#TBT: Kentucky Speedway traffic debacle remembered
The inaugural NASCAR Sprint Cup Series race at Kentucky Speedway, held on a muggy early-July Saturday in 2011, was won by Kyle Busch.
That weekend four years ago will always be remembered more for what happened before and after the race than what happened during, however.
While a sellout crowd of 107,000 converged on Sparta with plans to be a part of NASCAR history, another kind of history was made as massive traffic and parking problems kept more than 10,000 fans from ever getting into the track to watch the race. Some of those fans, angry about the situation, vowed to boycott all future races at the 1.5-mile track.

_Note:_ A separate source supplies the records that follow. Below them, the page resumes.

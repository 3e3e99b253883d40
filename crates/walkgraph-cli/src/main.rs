use anyhow::{bail, Context, Result};
use clap::{Parser, Subcommand, ValueEnum};
use colored::Colorize;
use serde::Serialize;
use std::path::{Path, PathBuf};
use tracing::{info, warn};
use tracing_subscriber::{layer::SubscriberExt, util::SubscriberInitExt, EnvFilter};
use walkgraph_core::{EvaluationConfig, LoggingConfig, NodeId, WalkGraphConfig};
use walkgraph_graph::{load_query_log, WalkGraph};
use walkgraph_synth::{
    CandidateGrid, CandidateRecord, ProfileReport, QueryProfile, SearchLoop, StructuralParams,
    SynthesisReport, TierAssignment, TopologySynthesizer,
};
use walkgraph_walk::{Evaluator, PathLengthStats, WeightedScore};

#[derive(Parser)]
#[command(name = "walkgraph")]
#[command(about = "WalkGraph - query-driven topologies for weighted random-walk lookups")]
#[command(long_about = None)]
#[command(version)]
struct Cli {
    /// Output format (json, pretty)
    #[arg(short, long, global = true, default_value = "pretty")]
    output: OutputFormat,

    /// Directory holding default.toml, <env>.toml and local.toml
    #[arg(long, global = true, env = "WALKGRAPH_CONFIG_DIR", default_value = "config")]
    config_dir: PathBuf,

    /// Environment overlay to load from the config directory
    #[arg(long, global = true, env = "WALKGRAPH_ENV", default_value = "development")]
    env: String,

    /// Extra configuration file, applied after the config directory
    #[arg(short, long, global = true)]
    config: Option<PathBuf>,

    /// Verbose output
    #[arg(short, long, global = true)]
    verbose: bool,

    #[command(subcommand)]
    command: Commands,
}

#[derive(Clone, Debug, PartialEq, ValueEnum)]
enum OutputFormat {
    Json,
    Pretty,
}

#[derive(Subcommand, Debug)]
enum Commands {
    /// Summarise a query log
    Profile {
        /// Query log (results document or JSON array of targets)
        log: PathBuf,

        /// Number of top targets to list
        #[arg(long, default_value_t = 5)]
        top: usize,
    },

    /// Build the configured reference topology without searching
    Synthesize {
        log: PathBuf,

        /// Where to write the adjacency JSON
        #[arg(long)]
        out: PathBuf,

        /// Rank nodes by id when the log is empty
        #[arg(long)]
        fallback: bool,
    },

    /// Search the candidate grid and write the best topology
    Optimize {
        log: PathBuf,

        #[arg(long)]
        out: PathBuf,

        #[command(flatten)]
        evaluation: EvaluationArgs,
    },

    /// Measure a stored topology against a query log
    Evaluate {
        graph: PathBuf,

        log: PathBuf,

        #[command(flatten)]
        evaluation: EvaluationArgs,
    },

    /// Check a stored topology against the structural limits
    Validate { graph: PathBuf },
}

#[derive(clap::Args, Debug)]
struct EvaluationArgs {
    /// Walks per queried target
    #[arg(long)]
    trials: Option<usize>,

    /// Maximum steps per walk
    #[arg(long)]
    step_cap: Option<usize>,

    #[arg(long)]
    seed: Option<u64>,

    /// Run trials on a single thread
    #[arg(long)]
    sequential: bool,
}

impl EvaluationArgs {
    fn apply(&self, settings: &mut EvaluationConfig) {
        if let Some(trials) = self.trials {
            settings.trials_per_target = trials;
        }
        if let Some(step_cap) = self.step_cap {
            settings.step_cap = step_cap;
        }
        if let Some(seed) = self.seed {
            settings.seed = seed;
        }
        if self.sequential {
            settings.parallel = false;
        }
    }
}

#[derive(Serialize)]
struct ProfileResult {
    log: String,
    #[serde(flatten)]
    report: ProfileReport,
    never_queried: usize,
}

#[derive(Serialize)]
struct SynthesisResult {
    graph: String,
    params: String,
    #[serde(flatten)]
    report: SynthesisReport,
}

#[derive(Serialize)]
struct EvaluationResult {
    trials: usize,
    success_rate: f64,
    median_path_length: Option<f64>,
    path_lengths: Option<PathLengthStats>,
    score: f64,
}

#[derive(Serialize)]
struct OptimizeResult {
    graph: String,
    params: String,
    evaluated: usize,
    skipped: usize,
    evaluation: EvaluationResult,
    synthesis: SynthesisReport,
    #[serde(skip_serializing_if = "Option::is_none")]
    history: Option<Vec<CandidateRecord>>,
}

#[derive(Serialize)]
struct ValidationResult {
    graph: String,
    valid: bool,
    nodes: usize,
    edges: usize,
    max_out_degree: usize,
    utilisation: f64,
}

fn main() -> Result<()> {
    let cli = Cli::parse();

    let config =
        WalkGraphConfig::load_from_sources(&cli.config_dir, &cli.env, cli.config.as_deref())
            .context("Failed to load configuration")?;
    init_tracing(&config.logging, cli.verbose);
    log_configuration(&cli, &config);

    match execute_command(&cli, config) {
        Ok(output) => {
            print_output(&cli.output, &output)?;
            Ok(())
        }
        Err(e) => {
            eprintln!("{} {:#}", "Error:".red().bold(), e);
            std::process::exit(1);
        }
    }
}

fn init_tracing(logging: &LoggingConfig, verbose: bool) {
    let level = if verbose { "debug" } else { logging.level.as_str() };
    let filter = EnvFilter::try_from_default_env().unwrap_or_else(|_| EnvFilter::new(level));
    let registry = tracing_subscriber::registry().with(filter);

    // Logs go to stderr so JSON output on stdout stays parseable.
    match logging.format.as_str() {
        "json" => registry
            .with(tracing_subscriber::fmt::layer().json().with_writer(std::io::stderr))
            .init(),
        "compact" => registry
            .with(tracing_subscriber::fmt::layer().compact().with_writer(std::io::stderr))
            .init(),
        _ => registry
            .with(tracing_subscriber::fmt::layer().with_writer(std::io::stderr))
            .init(),
    }
}

/// Runs once the subscriber is installed; loading happens before logging
/// is configured.
fn log_configuration(cli: &Cli, config: &WalkGraphConfig) {
    info!(
        config_dir = %cli.config_dir.display(),
        env = %cli.env,
        nodes = config.limits.node_count,
        edge_budget = config.limits.max_total_edges,
        step_cap = config.evaluation.step_cap,
        "configuration loaded"
    );
}

fn execute_command(cli: &Cli, mut config: WalkGraphConfig) -> Result<serde_json::Value> {
    match &cli.command {
        Commands::Profile { log, top } => execute_profile(&config, log, *top),
        Commands::Synthesize { log, out, fallback } => {
            execute_synthesize(&config, log, out, *fallback)
        }
        Commands::Optimize {
            log,
            out,
            evaluation,
        } => {
            evaluation.apply(&mut config.evaluation);
            execute_optimize(&config, log, out, cli.verbose)
        }
        Commands::Evaluate {
            graph,
            log,
            evaluation,
        } => {
            evaluation.apply(&mut config.evaluation);
            execute_evaluate(&config, graph, log)
        }
        Commands::Validate { graph } => execute_validate(&config, graph),
    }
}

fn read_log(path: &Path) -> Result<Vec<NodeId>> {
    load_query_log(path).with_context(|| format!("Failed to read query log {}", path.display()))
}

fn read_profile(path: &Path) -> Result<QueryProfile> {
    let log = read_log(path)?;
    QueryProfile::from_log(&log).with_context(|| format!("Cannot profile {}", path.display()))
}

fn read_graph(path: &Path) -> Result<WalkGraph> {
    WalkGraph::load(path).with_context(|| format!("Failed to load graph {}", path.display()))
}

fn execute_profile(config: &WalkGraphConfig, log: &Path, top: usize) -> Result<serde_json::Value> {
    let profile = read_profile(log)?;
    let coverage = [config.synthesis.tier_a, config.synthesis.tier_b_end];
    let result = ProfileResult {
        log: log.display().to_string(),
        report: profile.report(top, &coverage),
        never_queried: profile.never_queried(config.limits.node_count).len(),
    };
    Ok(serde_json::to_value(result)?)
}

fn execute_synthesize(
    config: &WalkGraphConfig,
    log: &Path,
    out: &Path,
    fallback: bool,
) -> Result<serde_json::Value> {
    let params = StructuralParams::from_config(&config.synthesis)?;
    let queries = read_log(log)?;
    let node_count = config.limits.node_count;

    let tiers = if queries.is_empty() && fallback {
        warn!("query log is empty, ranking nodes by id");
        TierAssignment::fallback(node_count, params.boundaries)
    } else {
        let profile = QueryProfile::from_log(&queries)
            .with_context(|| format!("Cannot profile {}", log.display()))?;
        TierAssignment::from_profile(&profile, node_count, params.boundaries)?
    };

    let graph = TopologySynthesizer::new(config.limits)
        .synthesize(&tiers, &params)
        .context("Failed to synthesize topology")?;
    graph
        .save(out)
        .with_context(|| format!("Failed to write graph {}", out.display()))?;
    info!("wrote {} edges to {}", graph.edge_count(), out.display());

    let result = SynthesisResult {
        graph: out.display().to_string(),
        params: params.to_string(),
        report: SynthesisReport::new(&graph, &tiers, &config.limits),
    };
    Ok(serde_json::to_value(result)?)
}

fn execute_optimize(
    config: &WalkGraphConfig,
    log: &Path,
    out: &Path,
    verbose: bool,
) -> Result<serde_json::Value> {
    let profile = read_profile(log)?;
    let grid = CandidateGrid::from_config(&config.search)?;
    let outcome = SearchLoop::from_config(config)
        .run(&profile, &grid)
        .context("Topology search failed")?;

    outcome
        .graph
        .save(out)
        .with_context(|| format!("Failed to write graph {}", out.display()))?;

    let summary = &outcome.summary;
    let result = OptimizeResult {
        graph: out.display().to_string(),
        params: outcome.params.to_string(),
        evaluated: outcome.evaluated,
        skipped: outcome.skipped,
        evaluation: EvaluationResult {
            trials: summary.trials,
            success_rate: summary.success_rate,
            median_path_length: summary.median_path_length(),
            path_lengths: summary.path_lengths.clone(),
            score: summary.score,
        },
        synthesis: SynthesisReport::new(&outcome.graph, &outcome.tiers, &config.limits),
        history: verbose.then(|| outcome.history.clone()),
    };
    Ok(serde_json::to_value(result)?)
}

fn execute_evaluate(
    config: &WalkGraphConfig,
    graph_path: &Path,
    log: &Path,
) -> Result<serde_json::Value> {
    let graph = read_graph(graph_path)?;
    if let Err(violation) = graph.validate(&config.limits) {
        warn!(%violation, "evaluating a graph outside the structural limits");
    }
    let profile = read_profile(log)?;
    let policy = WeightedScore::new(config.search.success_weight, config.search.length_weight);
    let summary = Evaluator::new(config.evaluation.clone())
        .with_score_policy(policy)
        .evaluate(&graph, &profile.workload())
        .context("Evaluation failed")?;

    let result = EvaluationResult {
        trials: summary.trials,
        success_rate: summary.success_rate,
        median_path_length: summary.median_path_length(),
        path_lengths: summary.path_lengths.clone(),
        score: summary.score,
    };
    Ok(serde_json::to_value(result)?)
}

fn execute_validate(config: &WalkGraphConfig, graph_path: &Path) -> Result<serde_json::Value> {
    let graph = read_graph(graph_path)?;
    if let Err(violation) = graph.validate(&config.limits) {
        bail!("{} is invalid: {}", graph_path.display(), violation);
    }
    let result = ValidationResult {
        graph: graph_path.display().to_string(),
        valid: true,
        nodes: graph.node_count(),
        edges: graph.edge_count(),
        max_out_degree: graph.max_out_degree(),
        utilisation: graph.budget_utilisation(&config.limits),
    };
    Ok(serde_json::to_value(result)?)
}

fn print_output(format: &OutputFormat, value: &serde_json::Value) -> Result<()> {
    match format {
        OutputFormat::Json => {
            println!("{}", serde_json::to_string_pretty(value)?);
        }
        OutputFormat::Pretty => {
            print_pretty(value, 0)?;
        }
    }
    Ok(())
}

fn print_pretty(value: &serde_json::Value, depth: usize) -> Result<()> {
    let indent = "  ".repeat(depth);
    match value {
        serde_json::Value::Object(map) => {
            for (key, val) in map {
                let key_colored = key.cyan().bold();
                match val {
                    serde_json::Value::String(s) => {
                        println!("{}{}: {}", indent, key_colored, s.green());
                    }
                    serde_json::Value::Number(n) => {
                        println!("{}{}: {}", indent, key_colored, n.to_string().yellow());
                    }
                    serde_json::Value::Bool(b) => {
                        let val_colored = if *b { "true".green() } else { "false".red() };
                        println!("{}{}: {}", indent, key_colored, val_colored);
                    }
                    serde_json::Value::Object(_) => {
                        println!("{}{}:", indent, key_colored);
                        print_pretty(val, depth + 1)?;
                    }
                    _ => {
                        println!("{}{}: {}", indent, key_colored, val);
                    }
                }
            }
        }
        serde_json::Value::Array(arr) => {
            for (i, item) in arr.iter().enumerate() {
                println!("\n{}{}{}:", indent, "Item ".cyan(), (i + 1).to_string().yellow());
                print_pretty(item, depth + 1)?;
            }
        }
        _ => {
            println!("{}", serde_json::to_string_pretty(value)?);
        }
    }
    Ok(())
}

Not surprisingly, speedway, local and state officials wasted little time responding to the situation in an effort to prevent similar problems in the future. Among the changes introduced as a result of the traffic debacle were a widening of the main interstate and secondary roads leading into the track; a speedway purchase of 43 nearby acres that enabled it to add 20,000 parking spots; and a graveling of unpaved parking lots on the speedway grounds.
Fortunately for everyone, the three Sprint Cup races since held at Kentucky have been relatively peaceful affairs, with traffic flowing in and out of the speedway at a reasonable space. But that inaugural 2011 race will always be remembered more for the massive line of vehicles outside the track than the cars on it.